### Given records
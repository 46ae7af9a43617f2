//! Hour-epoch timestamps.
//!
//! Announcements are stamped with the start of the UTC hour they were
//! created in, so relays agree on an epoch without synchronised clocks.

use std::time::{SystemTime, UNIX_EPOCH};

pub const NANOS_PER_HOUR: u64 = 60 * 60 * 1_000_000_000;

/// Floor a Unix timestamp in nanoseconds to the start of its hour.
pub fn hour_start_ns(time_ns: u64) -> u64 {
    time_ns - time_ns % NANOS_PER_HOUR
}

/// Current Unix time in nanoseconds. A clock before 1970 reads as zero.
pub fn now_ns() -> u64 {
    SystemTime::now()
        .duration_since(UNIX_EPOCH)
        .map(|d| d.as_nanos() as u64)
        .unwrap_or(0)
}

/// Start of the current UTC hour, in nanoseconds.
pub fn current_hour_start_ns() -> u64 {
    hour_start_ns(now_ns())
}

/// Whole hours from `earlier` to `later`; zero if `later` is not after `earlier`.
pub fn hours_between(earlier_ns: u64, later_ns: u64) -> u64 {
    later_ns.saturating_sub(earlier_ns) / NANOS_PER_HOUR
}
---
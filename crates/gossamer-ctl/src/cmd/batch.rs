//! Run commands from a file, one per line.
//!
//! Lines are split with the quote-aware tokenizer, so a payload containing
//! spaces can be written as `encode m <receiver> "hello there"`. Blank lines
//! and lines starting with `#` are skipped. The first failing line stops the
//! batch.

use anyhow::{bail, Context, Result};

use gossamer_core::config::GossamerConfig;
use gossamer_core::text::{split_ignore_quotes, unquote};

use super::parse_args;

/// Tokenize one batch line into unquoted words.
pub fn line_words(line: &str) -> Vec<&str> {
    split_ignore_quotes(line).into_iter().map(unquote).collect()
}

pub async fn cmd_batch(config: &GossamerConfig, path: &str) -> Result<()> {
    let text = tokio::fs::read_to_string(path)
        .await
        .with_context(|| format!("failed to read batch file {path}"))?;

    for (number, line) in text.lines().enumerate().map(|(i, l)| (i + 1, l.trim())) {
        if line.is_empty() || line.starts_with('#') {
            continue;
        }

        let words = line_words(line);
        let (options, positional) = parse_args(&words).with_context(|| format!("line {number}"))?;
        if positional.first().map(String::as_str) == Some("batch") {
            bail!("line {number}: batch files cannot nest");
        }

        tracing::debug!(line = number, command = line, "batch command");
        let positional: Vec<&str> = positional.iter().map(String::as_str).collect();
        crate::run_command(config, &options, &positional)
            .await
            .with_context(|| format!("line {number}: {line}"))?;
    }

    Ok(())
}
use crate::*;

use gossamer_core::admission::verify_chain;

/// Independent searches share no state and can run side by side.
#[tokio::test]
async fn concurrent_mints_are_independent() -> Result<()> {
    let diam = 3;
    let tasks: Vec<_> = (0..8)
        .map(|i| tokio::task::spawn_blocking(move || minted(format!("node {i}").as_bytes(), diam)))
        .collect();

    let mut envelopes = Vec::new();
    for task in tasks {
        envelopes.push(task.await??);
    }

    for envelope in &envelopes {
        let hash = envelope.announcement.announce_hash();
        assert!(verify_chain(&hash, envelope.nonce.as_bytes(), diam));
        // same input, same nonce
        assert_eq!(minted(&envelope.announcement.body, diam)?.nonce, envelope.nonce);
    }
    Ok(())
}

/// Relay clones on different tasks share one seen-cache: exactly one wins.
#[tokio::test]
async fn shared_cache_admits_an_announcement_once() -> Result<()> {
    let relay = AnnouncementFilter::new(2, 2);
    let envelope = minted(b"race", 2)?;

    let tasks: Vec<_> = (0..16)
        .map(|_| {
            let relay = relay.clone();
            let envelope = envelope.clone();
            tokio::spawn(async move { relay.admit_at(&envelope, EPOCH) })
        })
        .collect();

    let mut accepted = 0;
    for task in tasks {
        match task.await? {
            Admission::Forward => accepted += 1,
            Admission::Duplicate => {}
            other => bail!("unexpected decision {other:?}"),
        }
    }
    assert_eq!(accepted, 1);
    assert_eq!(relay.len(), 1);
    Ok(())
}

### Work instructions
Here the output must be the lines above from the line with "to read batch" to the line with "assert_eq!(accepted, 1);", both included, duplicated word for word and nothing else.

### Answer below
        .with_context(|| format!("failed to read batch file {path}"))?;

    for (number, line) in text.lines().enumerate().map(|(i, l)| (i + 1, l.trim())) {
        if line.is_empty() || line.starts_with('#') {
            continue;
        }

        let words = line_words(line);
        let (options, positional) = parse_args(&words).with_context(|| format!("line {number}"))?;
        if positional.first().map(String::as_str) == Some("batch") {
            bail!("line {number}: batch files cannot nest");
        }

        tracing::debug!(line = number, command = line, "batch command");
        let positional: Vec<&str> = positional.iter().map(String::as_str).collect();
        crate::run_command(config, &options, &positional)
            .await
            .with_context(|| format!("line {number}: {line}"))?;
    }

    Ok(())
}
use crate::*;

use gossamer_core::admission::verify_chain;

/// Independent searches share no state and can run side by side.
#[tokio::test]
async fn concurrent_mints_are_independent() -> Result<()> {
    let diam = 3;
    let tasks: Vec<_> = (0..8)
        .map(|i| tokio::task::spawn_blocking(move || minted(format!("node {i}").as_bytes(), diam)))
        .collect();

    let mut envelopes = Vec::new();
    for task in tasks {
        envelopes.push(task.await??);
    }

    for envelope in &envelopes {
        let hash = envelope.announcement.announce_hash();
        assert!(verify_chain(&hash, envelope.nonce.as_bytes(), diam));
        // same input, same nonce
        assert_eq!(minted(&envelope.announcement.body, diam)?.nonce, envelope.nonce);
    }
    Ok(())
}

/// Relay clones on different tasks share one seen-cache: exactly one wins.
#[tokio::test]
async fn shared_cache_admits_an_announcement_once() -> Result<()> {
    let relay = AnnouncementFilter::new(2, 2);
    let envelope = minted(b"race", 2)?;

    let tasks: Vec<_> = (0..16)
        .map(|_| {
            let relay = relay.clone();
            let envelope = envelope.clone();
            tokio::spawn(async move { relay.admit_at(&envelope, EPOCH) })
        })
        .collect();

    let mut accepted = 0;
    for task in tasks {
        match task.await? {
            Admission::Forward => accepted += 1,
            Admission::Duplicate => {}
            other => bail!("unexpected decision {other:?}"),
        }
    }
    assert_eq!(accepted, 1);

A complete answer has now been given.